**Data excerpts**
//! Task store: sole owner of the task collection.
//!
//! # Responsibility
//! - Provide create/read/update/delete plus note/attachment helpers.
//! - Keep the durable slot in sync with the in-memory collection.
//!
//! # Invariants
//! - All operations on one store are serialized by a single lock.
//! - A mutation is applied to a working copy; the cached collection is
//!   replaced only after the slot write succeeds. Failed calls leave both
//!   the cache and the slot untouched.
//! - A corrupt slot loads as an empty collection and is overwritten by the
//!   next successful mutation.
//! - A slot read that fails is never cached: reads see an empty collection
//!   and retry on the next call, and mutations fail with `Storage` instead
//!   of writing over data that could not be read.
//! - `completed_at` is set iff `status == Completed` after every update.

use crate::model::task::{
    validate_note_content, validate_title, Attachment, AttachmentId, NewAttachment, NewTask,
    Note, NoteId, Task, TaskId, TaskPatch, TaskStatus, TaskValidationError,
};
use crate::repo::slot_repo::{SlotRepository, SqliteSlotRepository, StorageError, StorageResult};
use crate::service::snapshot::{decode_tasks, encode_tasks};
use chrono::{DateTime, Utc};
use log::{error, info, warn};
use std::error::Error;
use std::fmt::{Display, Formatter};
use std::path::Path;
use std::sync::{Mutex, MutexGuard, PoisonError};
use std::time::Instant;

/// Slot key used when the caller does not pick one.
pub const DEFAULT_SLOT_KEY: &str = "todo-app-tasks";

pub type StoreResult<T> = Result<T, StoreError>;

/// Error returned by store operations.
#[derive(Debug)]
pub enum StoreError {
    Validation(TaskValidationError),
    TaskNotFound(TaskId),
    AttachmentNotFound {
        task_id: TaskId,
        attachment_id: AttachmentId,
    },
    /// The slot could not be read or written; the mutation was not applied.
    Storage(StorageError),
}

/// Coarse error classes callers route on.
#[derive(Debug, Clone, Copy, PartialEq, Eq)]
pub enum StoreErrorKind {
    Validation,
    NotFound,
    Storage,
}

impl StoreError {
    pub fn kind(&self) -> StoreErrorKind {
        match self {
            Self::Validation(_) => StoreErrorKind::Validation,
            Self::TaskNotFound(_) | Self::AttachmentNotFound { .. } => StoreErrorKind::NotFound,
            Self::Storage(_) => StoreErrorKind::Storage,
        }
    }
}

impl Display for StoreError {
    fn fmt(&self, f: &mut Formatter<'_>) -> std::fmt::Result {
        match self {
            Self::Validation(err) => write!(f, "{err}"),
            Self::TaskNotFound(id) => write!(f, "task not found: {id}"),
            Self::AttachmentNotFound {
                task_id,
                attachment_id,
            } => write!(f, "attachment {attachment_id} not found on task {task_id}"),
            Self::Storage(err) => write!(f, "changes were not saved: {err}"),
        }
    }
}

impl Error for StoreError {
    fn source(&self) -> Option<&(dyn Error + 'static)> {
        match self {
            Self::Validation(err) => Some(err),
            Self::Storage(err) => Some(err),
            Self::TaskNotFound(_) | Self::AttachmentNotFound { .. } => None,
        }
    }
}

impl From<TaskValidationError> for StoreError {
    fn from(value: TaskValidationError) -> Self {
        Self::Validation(value)
    }
}

impl From<StorageError> for StoreError {
    fn from(value: StorageError) -> Self {
        Self::Storage(value)
    }
}

struct StoreState<R> {
    repo: R,
    /// `None` until the slot has been read once.
    tasks: Option<Vec<Task>>,
}

impl<R: SlotRepository> StoreState<R> {
    /// Cached collection, reading the slot first if needed. A read error
    /// leaves the cache empty so the next call tries again.
    fn loaded(&mut self, slot_key: &str) -> StorageResult<&mut Vec<Task>> {
        let tasks = match self.tasks.take() {
            Some(tasks) => tasks,
            None => load_tasks(&self.repo, slot_key)?,
        };
        Ok(self.tasks.insert(tasks))
    }
}

/// Task store over a durable slot.
///
/// `TaskStore<R>` is `Send + Sync` whenever `R: Send`, so it can be shared
/// behind an `Arc` by a UI runtime.
pub struct TaskStore<R: SlotRepository> {
    slot_key: String,
    state: Mutex<StoreState<R>>,
}

impl TaskStore<SqliteSlotRepository> {
    /// Opens a store over a SQLite file using the default slot key.
    pub fn open(path: impl AsRef<Path>) -> StorageResult<Self> {
        Ok(Self::new(SqliteSlotRepository::open(path)?))
    }
}

impl<R: SlotRepository> TaskStore<R> {
    pub fn new(repo: R) -> Self {
        Self::with_slot_key(repo, DEFAULT_SLOT_KEY)
    }

    pub fn with_slot_key(repo: R, slot_key: impl Into<String>) -> Self {
        Self {
            slot_key: slot_key.into(),
            state: Mutex::new(StoreState { repo, tasks: None }),
        }
    }

    pub fn slot_key(&self) -> &str {
        &self.slot_key
    }

    /// Returns a snapshot of every task in insertion order.
    ///
    /// Never fails; unreadable storage yields an empty list.
    pub fn list(&self) -> Vec<Task> {
        self.lock()
            .loaded(&self.slot_key)
            .map(|tasks| tasks.clone())
            .unwrap_or_default()
    }

    /// Point lookup. `None` means not found.
    pub fn get(&self, id: &TaskId) -> Option<Task> {
        self.lock()
            .loaded(&self.slot_key)
            .ok()
            .and_then(|tasks| tasks.iter().find(|task| &task.id == id).cloned())
    }

    /// Creates and persists a task.
    ///
    /// # Errors
    /// - `Validation` when the title is blank.
    /// - `Storage` when the slot cannot be read or written.
    ///
    /// A `Completed` status is stored as given, but `completed_at` stays
    /// `None` until a later update stamps it.
    pub fn create(&self, fields: NewTask) -> StoreResult<Task> {
        validate_title(&fields.title)?;
        let task = Task::new(fields, Utc::now());
        let task_id = task.id.clone();

        self.commit("task_create", &task_id, move |tasks| {
            tasks.push(task.clone());
            Ok(task)
        })
    }

    /// Merges `patch` onto an existing task and persists it.
    ///
    /// # Contract
    /// - Unspecified fields are retained.
    /// - Moving to `Completed` stamps `completed_at` if unset; any other
    ///   status clears it.
    /// - `updated_at` is refreshed even when nothing else changed.
    pub fn update(&self, id: &TaskId, patch: TaskPatch) -> StoreResult<Task> {
        self.commit("task_update", id, |tasks| {
            apply_patch(tasks, id, patch, Utc::now())
        })
    }

    /// Removes a task together with its notes and attachments.
    pub fn delete(&self, id: &TaskId) -> StoreResult<()> {
        self.commit("task_delete", id, |tasks| {
            let index = position(tasks, id)?;
            tasks.remove(index);
            Ok(())
        })
    }

    /// Appends a note authored by `author`.
    ///
    /// # Errors
    /// - `Validation` when `content` is blank.
    /// - `TaskNotFound` when `task_id` is unknown.
    pub fn append_note(
        &self,
        task_id: &TaskId,
        content: impl Into<String>,
        author: impl Into<String>,
    ) -> StoreResult<Task> {
        let content = content.into();
        validate_note_content(&content)?;
        let author = author.into();

        self.commit("note_append", task_id, |tasks| {
            let now = Utc::now();
            let mut notes = tasks[position(tasks, task_id)?].notes.clone();
            notes.push(Note {
                id: NoteId::generate(),
                content,
                created_at: now,
                created_by: author,
            });
            let patch = TaskPatch {
                notes: Some(notes),
                ..TaskPatch::default()
            };
            apply_patch(tasks, task_id, patch, now)
        })
    }

    /// Records attachment metadata on a task.
    pub fn add_attachment(&self, task_id: &TaskId, metadata: NewAttachment) -> StoreResult<Task> {
        self.commit("attachment_add", task_id, |tasks| {
            let now = Utc::now();
            let mut attachments = tasks[position(tasks, task_id)?].attachments.clone();
            attachments.push(Attachment {
                id: AttachmentId::generate(),
                name: metadata.name,
                url: metadata.url,
                mime_type: metadata.mime_type,
                size: metadata.size,
                uploaded_at: now,
                uploaded_by: metadata.uploaded_by,
            });
            let patch = TaskPatch {
                attachments: Some(attachments),
                ..TaskPatch::default()
            };
            apply_patch(tasks, task_id, patch, now)
        })
    }

    /// Removes one attachment by ID.
    ///
    /// # Errors
    /// - `TaskNotFound` / `AttachmentNotFound` for unknown IDs.
    pub fn remove_attachment(
        &self,
        task_id: &TaskId,
        attachment_id: &AttachmentId,
    ) -> StoreResult<Task> {
        self.commit("attachment_remove", task_id, |tasks| {
            let mut attachments = tasks[position(tasks, task_id)?].attachments.clone();
            let index = attachments
                .iter()
                .position(|attachment| &attachment.id == attachment_id)
                .ok_or_else(|| StoreError::AttachmentNotFound {
                    task_id: task_id.clone(),
                    attachment_id: attachment_id.clone(),
                })?;
            attachments.remove(index);
            let patch = TaskPatch {
                attachments: Some(attachments),
                ..TaskPatch::default()
            };
            apply_patch(tasks, task_id, patch, Utc::now())
        })
    }

    /// Drops the cached collection; the next call re-reads the slot.
    pub fn reload(&self) {
        self.lock().tasks = None;
    }

    fn lock(&self) -> MutexGuard<'_, StoreState<R>> {
        // A panic mid-commit never leaves a half-applied cache, so the
        // poisoned state is still consistent.
        self.state.lock().unwrap_or_else(PoisonError::into_inner)
    }

    fn commit<T>(
        &self,
        event: &'static str,
        task_id: &TaskId,
        mutate: impl FnOnce(&mut Vec<Task>) -> StoreResult<T>,
    ) -> StoreResult<T> {
        let started_at = Instant::now();
        let mut guard = self.lock();
        let state = &mut *guard;

        let mut working = match state.loaded(&self.slot_key) {
            Ok(tasks) => tasks.clone(),
            Err(err) => {
                error!(
                    "event={event} module=store status=error task_id={task_id} duration_ms={} error_code=slot_read_failed error={err}",
                    started_at.elapsed().as_millis()
                );
                return Err(err.into());
            }
        };
        let output = mutate(&mut working).map_err(|err| {
            warn!(
                "event={event} module=store status=rejected task_id={task_id} error_kind={:?}",
                err.kind()
            );
            err
        })?;

        let persisted = encode_tasks(&working)
            .map_err(StorageError::from)
            .and_then(|blob| state.repo.write_slot(&self.slot_key, &blob));
        if let Err(err) = persisted {
            error!(
                "event={event} module=store status=error task_id={task_id} duration_ms={} error_code=slot_write_failed error={err}",
                started_at.elapsed().as_millis()
            );
            return Err(err.into());
        }

        state.tasks = Some(working);
        info!(
            "event={event} module=store status=ok task_id={task_id} duration_ms={}",
            started_at.elapsed().as_millis()
        );
        Ok(output)
    }
}

fn position(tasks: &[Task], id: &TaskId) -> StoreResult<usize> {
    tasks
        .iter()
        .position(|task| &task.id == id)
        .ok_or_else(|| StoreError::TaskNotFound(id.clone()))
}

fn apply_patch(
    tasks: &mut [Task],
    id: &TaskId,
    patch: TaskPatch,
    now: DateTime<Utc>,
) -> StoreResult<Task> {
    let index = position(tasks, id)?;
    let mut task = tasks[index].clone();

    patch.apply_to(&mut task);
    task.validate()?;

    if task.status == TaskStatus::Completed {
        task.completed_at.get_or_insert(now);
    } else {
        task.completed_at = None;
    }
    task.updated_at = now.max(task.updated_at);

    tasks[index] = task.clone();
    Ok(task)
}

fn load_tasks<R: SlotRepository>(repo: &R, slot_key: &str) -> StorageResult<Vec<Task>> {
    let blob = match repo.read_slot(slot_key) {
        Ok(Some(blob)) => blob,
        Ok(None) => {
            info!("event=store_load module=store status=empty slot_key={slot_key}");
            return Ok(Vec::new());
        }
        Err(err) => {
            warn!(
                "event=store_load module=store status=degraded slot_key={slot_key} error_code=slot_read_failed error={err}"
            );
            return Err(err);
        }
    };

    match decode_tasks(&blob) {
        Ok(tasks) => {
            info!(
                "event=store_load module=store status=ok slot_key={slot_key} task_count={}",
                tasks.len()
            );
            Ok(tasks)
        }
        Err(err) => {
            warn!(
                "event=store_load module=store status=degraded slot_key={slot_key} error_code=slot_corrupt blob_bytes={} error={err}",
                blob.len()
            );
            Ok(Vec::new())
        }
    }
}
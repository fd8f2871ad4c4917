//! Task domain model.
//!
//! # Responsibility
//! - Define canonical data structures used by core business logic.
//! - Keep one task shape shared by list, matrix and dashboard views.
//!
//! # Invariants
//! - Every task is identified by a stable `TaskId`.
//! - Deletion is a hard delete; notes and attachments go with their task.

pub mod task;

**Work to complete**
From the material above, copy every line where the word "snapshot" is found.

**Expected answer**
use crate::service::snapshot::{decode_tasks, encode_tasks};
    /// Returns a snapshot of every task in insertion order.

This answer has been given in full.